GILD Stock’s Healthy Rise
Despite the disappointing news, bladder cancer represents less than 10% of Trodelvy’s sales, CFO Andrew Dickinson said on the Q2 earnings call in August. This could explain why investors do not seem to have been deterred by the news.
The Gilead share price recorded a 52-week high of $89.74 on October 25. GILD stock is up 14.05% since the start of 2024 through November 1 and has gained 18.71% in the last year.
Liver Disease Portfolio Boosts Gilead’s Q2 Sales
For the three months to the end of June, Gilead reported a 5% year-over-year increase in revenue to $7.0bn.
HIV product sales increased 3% to $4.7bn, but the primary driver of growth was its liver disease portfolio, which rose 17% to $832m. Sales of Trodelvy were up 23% to $320m.
Net income jumped to $1.61bn from $1.04bn in Q2 2023. However, it reported a net loss of $2.55bn for the first six months of 2024, mainly due to a $3.9bn charge associated with its acquisition of liver drug developer CymaBay Therapeutics, which was completed in March.
Gilead left its full-year revenue forecast unchanged at a range of $27.1bn–27.5bn, although lowered its earnings forecast to $0–0.30 per share from previous guidance of $0.10–0.50.
AbbVie [ABBV], which competes with Gilead in the development of HCV drugs, reported a 3.8% increase in revenue across its portfolio for Q3. Fellow competitor Merck [MRK] saw total sales rise 4% in Q3.
| GILD | ABBV | MRK |
Market Cap | $111.44bn | $359.54bn | $258.25bn |
P/S Ratio | 4.03 | 6.50 | 4.10 |
Estimated Sales Growth (Current Fiscal Year) | 9.40% | 2.90% | 6.60% |
Estimated Sales Growth (Next Fiscal Year) | 1.20% | 5.50% | 5.60% |
Source: Yahoo Finance
Gilead’s price-to-sales ratio and underwhelming revenue projection for fiscal 2025 indicate that GILD stock could be overvalued.

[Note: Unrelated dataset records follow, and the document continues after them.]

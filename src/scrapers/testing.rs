//! In-memory [`BrowserSession`] used by the collector tests.

use crate::scrapers::error::BrowserError;
use crate::scrapers::traits::{BrowserSession, ElementRef};
use crate::scrapers::types::Selectors;

pub struct FakeBrowser {
    selectors: Selectors,
    url: String,
    height: i64,

    pub listing_count: usize,
    pub login_succeeds: bool,
    pub has_filters: bool,
    /// Scrolls that still make the page taller
    pub growth_scrolls: usize,
    /// Index of a listing whose click fails
    pub failing_listing: Option<usize>,

    pub navigations: Vec<String>,
    pub typed: Vec<String>,
    pub scrolls: usize,
    pub listing_clicks: usize,
    pub escapes: usize,
}

impl FakeBrowser {
    pub fn new(listing_count: usize) -> Self {
        Self {
            selectors: Selectors::default(),
            url: "about:blank".to_string(),
            height: 2000,
            listing_count,
            login_succeeds: true,
            has_filters: true,
            growth_scrolls: 0,
            failing_listing: None,
            navigations: Vec::new(),
            typed: Vec::new(),
            scrolls: 0,
            listing_clicks: 0,
            escapes: 0,
        }
    }

    fn is_filter(&self, selector: &str) -> bool {
        selector == self.selectors.filter_button
            || selector == self.selectors.rental_filter
            || selector == self.selectors.apply_filter
    }
}

impl BrowserSession for FakeBrowser {
    fn navigate(&mut self, url: &str) -> Result<(), BrowserError> {
        self.navigations.push(url.to_string());
        self.url = url.to_string();
        Ok(())
    }

    fn find(&mut self, selector: &str) -> Result<Option<ElementRef>, BrowserError> {
        Ok(self.find_all(selector)?.into_iter().next())
    }

    fn find_all(&mut self, selector: &str) -> Result<Vec<ElementRef>, BrowserError> {
        let count = if selector == self.selectors.listing_link {
            self.listing_count
        } else if selector == self.selectors.location {
            2
        } else if self.is_filter(selector) && !self.has_filters {
            0
        } else {
            1
        };
        Ok((0..count).map(|i| ElementRef::new(selector, i)).collect())
    }

    fn click(&mut self, element: &ElementRef) -> Result<(), BrowserError> {
        if element.selector == self.selectors.listing_link {
            if self.failing_listing == Some(element.index) {
                return Err(BrowserError::action("click", "element is not clickable"));
            }
            self.listing_clicks += 1;
            self.url = format!(
                "https://www.facebook.com/marketplace/item/{}/",
                1000 + element.index
            );
        }
        Ok(())
    }

    fn read_text(&mut self, element: &ElementRef) -> Result<String, BrowserError> {
        let s = &self.selectors;
        let text = if element.selector == s.title {
            "Appartement F3 Andraharo".to_string()
        } else if element.selector == s.price {
            "350 000 MGA".to_string()
        } else if element.selector == s.location {
            ["Il y a 3 jours", "Andraharo, Antananarivo"][element.index].to_string()
        } else if element.selector == s.description {
            "Bel appartement MEUBLÉ de 3 chambres, 80m2, avec parking, bon état".to_string()
        } else {
            String::new()
        };
        Ok(text)
    }

    fn type_text(&mut self, _element: &ElementRef, text: &str) -> Result<(), BrowserError> {
        self.typed.push(text.to_string());
        Ok(())
    }

    fn press_key(&mut self, key: &str) -> Result<(), BrowserError> {
        match key {
            "Escape" => self.escapes += 1,
            "Enter" if !self.url.contains("marketplace") => {
                if !self.login_succeeds {
                    self.url = "https://www.facebook.com/login/?next=%2F".to_string();
                }
            }
            _ => {}
        }
        Ok(())
    }

    fn scroll_to_bottom(&mut self) -> Result<(), BrowserError> {
        self.scrolls += 1;
        if self.growth_scrolls > 0 {
            self.growth_scrolls -= 1;
            self.height += 1000;
        }
        Ok(())
    }

    fn page_height(&mut self) -> Result<i64, BrowserError> {
        Ok(self.height)
    }

    fn current_url(&mut self) -> Result<String, BrowserError> {
        Ok(self.url.clone())
    }
}
//! Runtime settings, resolved once at startup from the CLI and the environment.

use crate::extract::DEFAULT_KNOWN_NEIGHBORHOODS;
use crate::scrapers::{ChromeOptions, CollectionParams};
use std::fmt;
use std::path::PathBuf;

pub const ENV_PHONE: &str = "FB_PHONE";
pub const ENV_EMAIL: &str = "FB_EMAIL";
pub const ENV_USERNAME: &str = "FB_USERNAME";
pub const ENV_PASSWORD: &str = "FB_PASSWORD";

/// Kind of identifier used to log in
#[derive(Debug, Clone, Copy, PartialEq, Eq)]
pub enum LoginKind {
    Phone,
    Email,
    Username,
}

/// Login identifier and password.
///
/// The identifier is the first non-empty value among phone, email and
/// username, in that order.
#[derive(Clone, Default, PartialEq, Eq)]
pub struct Credentials {
    login: Option<(LoginKind, String)>,
    password: Option<String>,
}

impl Credentials {
    pub fn from_env() -> Self {
        Self::resolve(|key| std::env::var(key).ok())
    }

    /// Resolve credentials through `lookup`, which maps a variable name to its value
    pub fn resolve<F>(lookup: F) -> Self
    where
        F: Fn(&str) -> Option<String>,
    {
        let non_empty = |key: &str| lookup(key).filter(|v| !v.trim().is_empty());

        let login = [
            (LoginKind::Phone, ENV_PHONE),
            (LoginKind::Email, ENV_EMAIL),
            (LoginKind::Username, ENV_USERNAME),
        ]
        .into_iter()
        .find_map(|(kind, key)| non_empty(key).map(|value| (kind, value)));

        Self {
            login,
            password: non_empty(ENV_PASSWORD),
        }
    }

    pub fn login_kind(&self) -> Option<LoginKind> {
        self.login.as_ref().map(|(kind, _)| *kind)
    }

    pub fn login_id(&self) -> Option<&str> {
        self.login.as_ref().map(|(_, id)| id.as_str())
    }

    pub fn password(&self) -> Option<&str> {
        self.password.as_deref()
    }

    pub fn is_complete(&self) -> bool {
        self.login.is_some() && self.password.is_some()
    }
}

impl fmt::Debug for Credentials {
    fn fmt(&self, f: &mut fmt::Formatter<'_>) -> fmt::Result {
        f.debug_struct("Credentials")
            .field("login_kind", &self.login_kind())
            .field("password", &self.password.as_ref().map(|_| "***"))
            .finish()
    }
}

/// Settings of the `collect` command
#[derive(Debug, Clone)]
pub struct CollectSettings {
    pub output_dir: PathBuf,
    pub known_neighborhoods: Vec<String>,
    pub credentials: Credentials,
    pub chrome: ChromeOptions,
    pub params: CollectionParams,
}

impl Default for CollectSettings {
    fn default() -> Self {
        Self {
            output_dir: PathBuf::from("data").join("raw"),
            known_neighborhoods: DEFAULT_KNOWN_NEIGHBORHOODS
                .iter()
                .map(|n| n.to_string())
                .collect(),
            credentials: Credentials::default(),
            chrome: ChromeOptions::default(),
            params: CollectionParams::default(),
        }
    }
}

/// Settings of the `dashboard` command
#[derive(Debug, Clone)]
pub struct DashboardSettings {
    pub host: String,
    pub port: u16,
    pub model_path: PathBuf,
    pub data_path: PathBuf,
}
use thiserror::Error;

/// Failures reported by a [`BrowserSession`](super::BrowserSession)
#[derive(Debug, Error)]
pub enum BrowserError {
    #[error("Failed to launch browser: {0}")]
    Launch(String),

    #[error("No element matches {selector} (index {index})")]
    ElementNotFound { selector: String, index: usize },

    #[error("{action} failed: {message}")]
    Action {
        action: &'static str,
        message: String,
    },
}

impl BrowserError {
    /// Wrap an error returned by the driver (headless_chrome reports `anyhow` errors)
    pub fn action(action: &'static str, err: impl std::fmt::Display) -> Self {
        BrowserError::Action {
            action,
            message: err.to_string(),
        }
    }
}

/// Reasons a collection run stops before the scroll loop
#[derive(Debug, Error)]
pub enum CollectError {
    #[error("Missing login identifier or password (set FB_PHONE, FB_EMAIL or FB_USERNAME and FB_PASSWORD)")]
    MissingCredentials,

    #[error("Login rejected, still on {url}")]
    LoginRejected { url: String },

    #[error("Login form not found")]
    LoginFormMissing,

    #[error(transparent)]
    Browser(#[from] BrowserError),
}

GILD Stock: The Investment Case
The Bull Case for Gilead
In August, the FDA gave the green light to Gilead’s liver disease drug, Livdelzi, which was acquired through the buyout of CymaBay Therapeutics, completed earlier in the year.
While liver treatments accounted for around an eighth of total revenue in Q2, Livzeldi could potentially double the portfolio. BMO Capital Markets analyst Evan Seigerman has projected annual sales of Livdelzi will peak at $847m, according to Reuters.
Gilead’s Chief Commercial Officer Johanna Mercier said on the Q4 2023 earnings call in January that the company has a 60% share of the HCV market in the US and controls more than half of the European market.
The Bear Case for Gilead
While the decision to withdraw Trodelvy as a bladder cancer treatment in the US is unlikely to have a significant impact on revenue in the near term, the failure does raise questions about Gilead’s oncology push. The company paid $21bn to acquire the drug’s maker Immunomedics in October 2020.
On top of the failed TROPiCS-04 study mentioned above, the drug also failed to significantly extend the lives of patients with non-small lung cell cancer. The findings of that study, EVOKE-01, were released in January and following the readout the company announced it was taking a $2.4bn impairment charge.
There is confidence among Gilead’s leadership that Trodelvy will still “deliver attractive returns over time”, but it remains to be seen whether these returns will be enough to justify the 108% premium it paid for Immunomedics.
Conclusion
While there are question marks about Trodelvy and Gilead’s oncology push in the long term, the area of growth that should excite investors is arguably its liver treatment portfolio. As with any company in the pharmaceutical industry, though, the success of any drug being developed is not guaranteed. And, even if trials are successful, it can take years for drugs to be commercialized and brought to market.